TASK INSTRUCTIONS:
When you copy the entries, keep every word exactly as it stands.

GIVEN RECORDS:
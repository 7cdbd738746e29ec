//! PDF rendering to PNG images for vision model input
//!
//! PDF dimensions are specified in points where 1 inch = 72 points; pages
//! are rasterized at the configured DPI. 150 DPI is a good balance for
//! vision models; 300 DPI resolves small text at the cost of larger
//! payloads and more tokens.

use crate::error::ExtractorError;
use image::ImageFormat;
use pdfium_render::prelude::*;
use std::path::Path;

const PDF_POINTS_PER_INCH: f32 = 72.0;

/// Renders PDF pages to PNG at a specified DPI
pub struct PdfRenderer {
    pdfium: Pdfium,
}

impl PdfRenderer {
    /// Create a new PDF renderer bound to the system pdfium library
    pub fn new() -> Result<Self, ExtractorError> {
        let pdfium = Pdfium::default();
        Ok(Self { pdfium })
    }

    /// Render up to `max_pages` pages of a PDF to PNG images
    pub fn render_pages(
        &self,
        pdf_path: &Path,
        dpi: u32,
        max_pages: usize,
    ) -> Result<Vec<PageImage>, ExtractorError> {
        let document = self
            .pdfium
            .load_pdf_from_file(pdf_path, None)
            .map_err(|e| ExtractorError::Render(format!("Failed to load PDF: {}", e)))?;

        let mut pages = Vec::new();

        for (i, page) in document.pages().iter().enumerate().take(max_pages) {
            let page_number = (i + 1) as u32;

            let width = page.width().value;
            let height = page.height().value;

            let render_config = PdfRenderConfig::new()
                .set_target_width((width * dpi as f32 / PDF_POINTS_PER_INCH) as i32)
                .set_target_height((height * dpi as f32 / PDF_POINTS_PER_INCH) as i32);

            let bitmap = page.render_with_config(&render_config).map_err(|e| {
                ExtractorError::Render(format!("Failed to render page {}: {}", page_number, e))
            })?;

            let image = bitmap.as_image();

            let mut png_bytes = Vec::new();
            image
                .write_to(&mut std::io::Cursor::new(&mut png_bytes), ImageFormat::Png)
                .map_err(|e| ExtractorError::Render(format!("Failed to encode PNG: {}", e)))?;

            pages.push(PageImage {
                page_number,
                png_data: png_bytes,
            });
        }

        Ok(pages)
    }

    /// Get the number of pages in a PDF
    pub fn page_count(&self, pdf_path: &Path) -> Result<usize, ExtractorError> {
        let document = self
            .pdfium
            .load_pdf_from_file(pdf_path, None)
            .map_err(|e| ExtractorError::Render(format!("Failed to load PDF: {}", e)))?;

        Ok(document.pages().len() as usize)
    }
}

/// One rendered page ready for the vision model
#[derive(Debug, Clone, Default, PartialEq)]
pub struct PageImage {
    /// 1-based page number
    pub page_number: u32,

    /// PNG image data
    pub png_data: Vec<u8>,
}

impl PageImage {
    /// Wrap already-encoded PNG bytes (single-image inputs)
    pub fn from_png(png_data: Vec<u8>) -> Self {
        Self {
            page_number: 1,
            png_data,
        }
    }

    /// Size in bytes
    pub fn size(&self) -> usize {
        self.png_data.len()
    }
}

#[cfg(test)]
mod tests {
    use super::*;

    #[test]
    fn test_page_image_from_png() {
        let page = PageImage::from_png(vec![1, 2, 3]);
        assert_eq!(page.page_number, 1);
        assert_eq!(page.size(), 3);
    }
}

RESPONSE TO THE TASK:
repository 7cdbd738746e29ec
//! PDF rendering to PNG images for vision model input
//!
//! PDF dimensions are specified in points where 1 inch = 72 points; pages
//! are rasterized at the configured DPI. 150 DPI is a good balance for
//! vision models; 300 DPI resolves small text at the cost of larger
//! payloads and more tokens.

use crate::error::ExtractorError;
use image::ImageFormat;
use pdfium_render::prelude::*;
use std::path::Path;

const PDF_POINTS_PER_INCH: f32 = 72.0;

/// Renders PDF pages to PNG at a specified DPI
pub struct PdfRenderer {
    pdfium: Pdfium,
}

impl PdfRenderer {
    /// Create a new PDF renderer bound to the system pdfium library
    pub fn new() -> Result<Self, ExtractorError> {
        let pdfium = Pdfium::default();
        Ok(Self { pdfium })
    }

    /// Render up to `max_pages` pages of a PDF to PNG images
    pub fn render_pages(
        &self,
        pdf_path: &Path,
        dpi: u32,
        max_pages: usize,
    ) -> Result<Vec<PageImage>, ExtractorError> {
        let document = self
            .pdfium
            .load_pdf_from_file(pdf_path, None)
            .map_err(|e| ExtractorError::Render(format!("Failed to load PDF: {}", e)))?;

        let mut pages = Vec::new();

        for (i, page) in document.pages().iter().enumerate().take(max_pages) {
            let page_number = (i + 1) as u32;

            let width = page.width().value;
            let height = page.height().value;

            let render_config = PdfRenderConfig::new()
                .set_target_width((width * dpi as f32 / PDF_POINTS_PER_INCH) as i32)
                .set_target_height((height * dpi as f32 / PDF_POINTS_PER_INCH) as i32);

            let bitmap = page.render_with_config(&render_config).map_err(|e| {
                ExtractorError::Render(format!("Failed to render page {}: {}", page_number, e))
            })?;

            let image = bitmap.as_image();

            let mut png_bytes = Vec::new();
            image
                .write_to(&mut std::io::Cursor::new(&mut png_bytes), ImageFormat::Png)
                .map_err(|e| ExtractorError::Render(format!("Failed to encode PNG: {}", e)))?;

            pages.push(PageImage {
                page_number,
                png_data: png_bytes,
            });
        }

        Ok(pages)
    }

    /// Get the number of pages in a PDF
    pub fn page_count(&self, pdf_path: &Path) -> Result<usize, ExtractorError> {
        let document = self
            .pdfium
            .load_pdf_from_file(pdf_path, None)
            .map_err(|e| ExtractorError::Render(format!("Failed to load PDF: {}", e)))?;

        Ok(document.pages().len() as usize)
    }
}

/// One rendered page ready for the vision model
#[derive(Debug, Clone, Default, PartialEq)]
pub struct PageImage {
    /// 1-based page number
    pub page_number: u32,

    /// PNG image data
    pub png_data: Vec<u8>,
}

impl PageImage {
    /// Wrap already-encoded PNG bytes (single-image inputs)
    pub fn from_png(png_data: Vec<u8>) -> Self {
        Self {
            page_number: 1,
            png_data,
        }
    }

    /// Size in bytes
    pub fn size(&self) -> usize {
        self.png_data.len()
    }
}

#[cfg(test)]
mod tests {
    use super::*;

    #[test]
    fn test_page_image_from_png() {
        let page = PageImage::from_png(vec![1, 2, 3]);
        assert_eq!(page.page_number, 1);
        assert_eq!(page.size(), 3);
    }
}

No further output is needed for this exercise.